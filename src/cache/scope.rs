//! Local predicates and sort descriptors evaluated over stored documents.

use std::cmp::Ordering;

use serde_json::Value;

use super::traits::{document_id, ID_FIELD};

/// Filter over the top-level fields of a document.
#[derive(Debug, Clone, PartialEq)]
pub enum Predicate {
  /// Matches every document
  All,
  /// Field equals the value
  Eq(String, Value),
  /// Field equals one of the values
  In(String, Vec<Value>),
  /// Field is present and not null
  Exists(String),
  And(Vec<Predicate>),
  Or(Vec<Predicate>),
  Not(Box<Predicate>),
}

impl Predicate {
  pub fn eq(field: impl Into<String>, value: impl Into<Value>) -> Self {
    Predicate::Eq(field.into(), value.into())
  }

  pub fn is_in(field: impl Into<String>, values: impl IntoIterator<Item = impl Into<Value>>) -> Self {
    Predicate::In(field.into(), values.into_iter().map(Into::into).collect())
  }

  pub fn and(self, other: Predicate) -> Self {
    match self {
      Predicate::All => other,
      Predicate::And(mut parts) => {
        parts.push(other);
        Predicate::And(parts)
      }
      this => Predicate::And(vec![this, other]),
    }
  }

  pub fn negate(self) -> Self {
    Predicate::Not(Box::new(self))
  }

  pub fn matches(&self, doc: &Value) -> bool {
    match self {
      Predicate::All => true,
      Predicate::Eq(field, value) => doc.get(field).is_some_and(|v| values_equal(v, value)),
      Predicate::In(field, values) => doc
        .get(field)
        .is_some_and(|v| values.iter().any(|candidate| values_equal(v, candidate))),
      Predicate::Exists(field) => doc.get(field).is_some_and(|v| !v.is_null()),
      Predicate::And(parts) => parts.iter().all(|p| p.matches(doc)),
      Predicate::Or(parts) => parts.iter().any(|p| p.matches(doc)),
      Predicate::Not(inner) => !inner.matches(doc),
    }
  }
}

/// Numbers compare by value so that `1` and `1.0` are the same key.
fn values_equal(a: &Value, b: &Value) -> bool {
  match (a, b) {
    (Value::Number(x), Value::Number(y)) => x.as_f64() == y.as_f64(),
    _ => a == b,
  }
}

/// One sort key. Missing fields sort as null.
#[derive(Debug, Clone, PartialEq, Eq)]
pub struct SortDescriptor {
  pub key: String,
  pub ascending: bool,
}

impl SortDescriptor {
  pub fn ascending(key: impl Into<String>) -> Self {
    Self {
      key: key.into(),
      ascending: true,
    }
  }

  pub fn descending(key: impl Into<String>) -> Self {
    Self {
      key: key.into(),
      ascending: false,
    }
  }
}

/// Which rows a use case shows and in what order.
#[derive(Debug, Clone, PartialEq)]
pub struct Scope {
  pub predicate: Predicate,
  pub order: Vec<SortDescriptor>,
  /// Field used to group rows into sections, if any
  pub section_key: Option<String>,
}

impl Scope {
  /// Every row of the entity type, ordered by `order_by` ascending.
  pub fn all(order_by: impl Into<String>) -> Self {
    Self {
      predicate: Predicate::All,
      order: vec![SortDescriptor::ascending(order_by)],
      section_key: None,
    }
  }

  /// Rows whose `field` equals `value`, ordered by `order_by` ascending.
  pub fn where_eq(field: impl Into<String>, value: impl Into<Value>, order_by: impl Into<String>) -> Self {
    Self {
      predicate: Predicate::eq(field, value),
      order: vec![SortDescriptor::ascending(order_by)],
      section_key: None,
    }
  }

  pub fn with_order(mut self, order: Vec<SortDescriptor>) -> Self {
    self.order = order;
    self
  }

  pub fn sectioned_by(mut self, key: impl Into<String>) -> Self {
    self.section_key = Some(key.into());
    self
  }
}

impl Default for Scope {
  fn default() -> Self {
    Scope::all(ID_FIELD)
  }
}

fn type_rank(v: &Value) -> u8 {
  match v {
    Value::Null => 0,
    Value::Bool(_) => 1,
    Value::Number(_) => 2,
    Value::String(_) => 3,
    Value::Array(_) => 4,
    Value::Object(_) => 5,
  }
}

/// Total order over JSON values: null < bool < number < string < array < object.
pub fn compare_values(a: &Value, b: &Value) -> Ordering {
  match (a, b) {
    (Value::Bool(x), Value::Bool(y)) => x.cmp(y),
    (Value::Number(x), Value::Number(y)) => {
      let x = x.as_f64().unwrap_or(0.0);
      let y = y.as_f64().unwrap_or(0.0);
      x.total_cmp(&y)
    }
    (Value::String(x), Value::String(y)) => x.cmp(y),
    (Value::Array(_), Value::Array(_)) | (Value::Object(_), Value::Object(_)) => {
      a.to_string().cmp(&b.to_string())
    }
    _ => type_rank(a).cmp(&type_rank(b)),
  }
}

/// Compare two documents by the sort descriptors, breaking ties by id ascending.
pub fn compare_documents(a: &Value, b: &Value, order: &[SortDescriptor]) -> Ordering {
  for descriptor in order {
    let left = a.get(&descriptor.key).unwrap_or(&Value::Null);
    let right = b.get(&descriptor.key).unwrap_or(&Value::Null);
    let ordering = compare_values(left, right);
    let ordering = if descriptor.ascending {
      ordering
    } else {
      ordering.reverse()
    };
    if ordering != Ordering::Equal {
      return ordering;
    }
  }
  document_id(a).cmp(&document_id(b))
}

/// Filter and order documents for a query.
pub fn select(docs: impl IntoIterator<Item = Value>, predicate: &Predicate, order: &[SortDescriptor]) -> Vec<Value> {
  let mut selected: Vec<Value> = docs.into_iter().filter(|d| predicate.matches(d)).collect();
  selected.sort_by(|a, b| compare_documents(a, b, order));
  selected
}
//! reqwest-backed transport for paginated JSON APIs.

use async_trait::async_trait;
use reqwest::header::{ACCEPT, AUTHORIZATION, LINK};
use url::Url;

use crate::error::{ConfigurationError, FetchError};

use super::request::{parse_next_link, RawResponse, RemoteRequest};
use super::transport::{Credentials, Transport};

/// HTTP transport rooted at an API base URL.
#[derive(Clone)]
pub struct HttpTransport {
  client: reqwest::Client,
  base_url: Url,
}

impl HttpTransport {
  pub fn new(base_url: &str) -> Result<Self, ConfigurationError> {
    let base_url = Url::parse(base_url).map_err(|e| ConfigurationError::InvalidBaseUrl {
      url: base_url.to_string(),
      reason: e.to_string(),
    })?;
    if base_url.cannot_be_a_base() {
      return Err(ConfigurationError::InvalidBaseUrl {
        url: base_url.to_string(),
        reason: "url cannot be used as a base".to_string(),
      });
    }

    let client = reqwest::Client::builder()
      .user_agent(concat!("syncstore/", env!("CARGO_PKG_VERSION")))
      .build()
      .map_err(|e| ConfigurationError::InvalidBaseUrl {
        url: base_url.to_string(),
        reason: e.to_string(),
      })?;

    Ok(Self { client, base_url })
  }

  /// Absolute URL for a request, with its query applied.
  pub fn resolve(&self, request: &RemoteRequest) -> Result<Url, FetchError> {
    let mut url = self
      .base_url
      .join(&request.path)
      .map_err(|e| FetchError::Network(format!("invalid request path {}: {}", request.path, e)))?;

    if !request.query.is_empty() || request.per_page.is_some() {
      let mut pairs = url.query_pairs_mut();
      for (name, value) in &request.query {
        pairs.append_pair(name, value);
      }
      if let Some(per_page) = request.per_page {
        pairs.append_pair("per_page", &per_page.to_string());
      }
    }
    Ok(url)
  }

  /// Whether the bearer token may go to `url`: same scheme, host and port as
  /// the base URL.
  fn sends_credentials(&self, url: &Url) -> bool {
    url.origin() == self.base_url.origin()
  }
}

#[async_trait]
impl Transport for HttpTransport {
  async fn send(&self, request: &RemoteRequest, credentials: Option<&Credentials>) -> Result<RawResponse, FetchError> {
    let url = self.resolve(request)?;
    let same_origin = self.sends_credentials(&url);

    let mut builder = self.client.get(url.clone()).header(ACCEPT, "application/json");
    // Never leak the token to a continuation link on another origin.
    if let (Some(credentials), true) = (credentials, same_origin) {
      builder = builder.header(AUTHORIZATION, format!("Bearer {}", credentials.token));
    }

    tracing::debug!(%url, "sending request");
    let response = builder
      .send()
      .await
      .map_err(|e| FetchError::Network(e.to_string()))?;

    let status = response.status().as_u16();
    let next = response
      .headers()
      .get(LINK)
      .and_then(|v| v.to_str().ok())
      .and_then(parse_next_link);
    let body = response
      .bytes()
      .await
      .map_err(|e| FetchError::Network(e.to_string()))?;

    Ok(RawResponse {
      status,
      body: body.to_vec(),
      next,
    })
  }
}

impl std::fmt::Debug for HttpTransport {
  fn fmt(&self, f: &mut std::fmt::Formatter<'_>) -> std::fmt::Result {
    f.debug_struct("HttpTransport")
      .field("base_url", &self.base_url.as_str())
      .finish_non_exhaustive()
  }
}

#[cfg(test)]
mod tests {
  use super::*;

  #[test]
  fn test_resolve_relative_and_absolute_paths() {
    let transport = HttpTransport::new("https://school.example.com/api/v1/").unwrap();

    let url = transport
      .resolve(&RemoteRequest::get("courses").query("include[]", "term").per_page(50))
      .unwrap();
    assert_eq!(
      url.as_str(),
      "https://school.example.com/api/v1/courses?include%5B%5D=term&per_page=50"
    );

    let next = transport
      .resolve(&RemoteRequest::get("https://school.example.com/api/v1/courses?page=2"))
      .unwrap();
    assert_eq!(next.as_str(), "https://school.example.com/api/v1/courses?page=2");
  }

  #[test]
  fn test_credentials_stay_on_base_origin() {
    let transport = HttpTransport::new("https://school.example.com/api/v1/").unwrap();
    let origin = |url: &str| transport.sends_credentials(&Url::parse(url).unwrap());

    assert!(origin("https://school.example.com/api/v1/courses?page=2"));
    assert!(origin("https://school.example.com:443/other"));
    assert!(!origin("http://school.example.com/api/v1/courses?page=2"));
    assert!(!origin("https://school.example.com:8443/api/v1/courses"));
    assert!(!origin("https://cdn.example.com/api/v1/courses"));
  }

  #[test]
  fn test_rejects_invalid_base_url() {
    assert!(matches!(
      HttpTransport::new("not a url"),
      Err(ConfigurationError::InvalidBaseUrl { .. })
    ));
    assert!(matches!(
      HttpTransport::new("mailto:someone@example.com"),
      Err(ConfigurationError::InvalidBaseUrl { .. })
    ));
  }
}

▸ **WHAT THE TASK ASKS**
Transcribe the entries above word for word, from the first line through the line containing "of a document.", and nothing else.

▸ **FINISHED TASK**
filename src/cache/scope.rs
//! Local predicates and sort descriptors evaluated over stored documents.

use std::cmp::Ordering;

use serde_json::Value;

use super::traits::{document_id, ID_FIELD};

/// Filter over the top-level fields of a document.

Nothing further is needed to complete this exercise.